=== Information given ===

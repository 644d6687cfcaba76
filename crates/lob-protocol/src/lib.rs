//! lob-protocol
//!
//! Wire-level encoding and decoding for the matching engine.
//!
//! This crate turns logical commands and events into bytes and back:
//! - [`messages`]     : transport-agnostic command/event types
//! - [`binary_codec`] : binary wire protocol (for the TCP server)
//! - [`csv_codec`]    : CSV lines (interactive client, replay, trade logs)
//!
//! Timestamps never travel on the wire; the server stamps each command
//! when it hands it to the engine.

pub mod wire_types;
pub mod messages;
pub mod binary_codec;
pub mod csv_codec;

pub use messages::{EngineCommand, EngineEvent};

pub use binary_codec::{
    ProtocolError,
    decode_command,
    encode_command,
    decode_event,
    encode_event,
};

===

Exercise requirements:
All the lines above need to be retyped exactly, with nothing left out.

Answer below:
repository 644d6687cfcaba76
filename crates/lob-protocol/src/lib.rs
//! lob-protocol
//!
//! Wire-level encoding and decoding for the matching engine.
//!
//! This crate turns logical commands and events into bytes and back:
//! - [`messages`]     : transport-agnostic command/event types
//! - [`binary_codec`] : binary wire protocol (for the TCP server)
//! - [`csv_codec`]    : CSV lines (interactive client, replay, trade logs)
//!
//! Timestamps never travel on the wire; the server stamps each command
//! when it hands it to the engine.

pub mod wire_types;
pub mod messages;
pub mod binary_codec;
pub mod csv_codec;

pub use messages::{EngineCommand, EngineEvent};

pub use binary_codec::{
    ProtocolError,
    decode_command,
    encode_command,
    decode_event,
    encode_event,
};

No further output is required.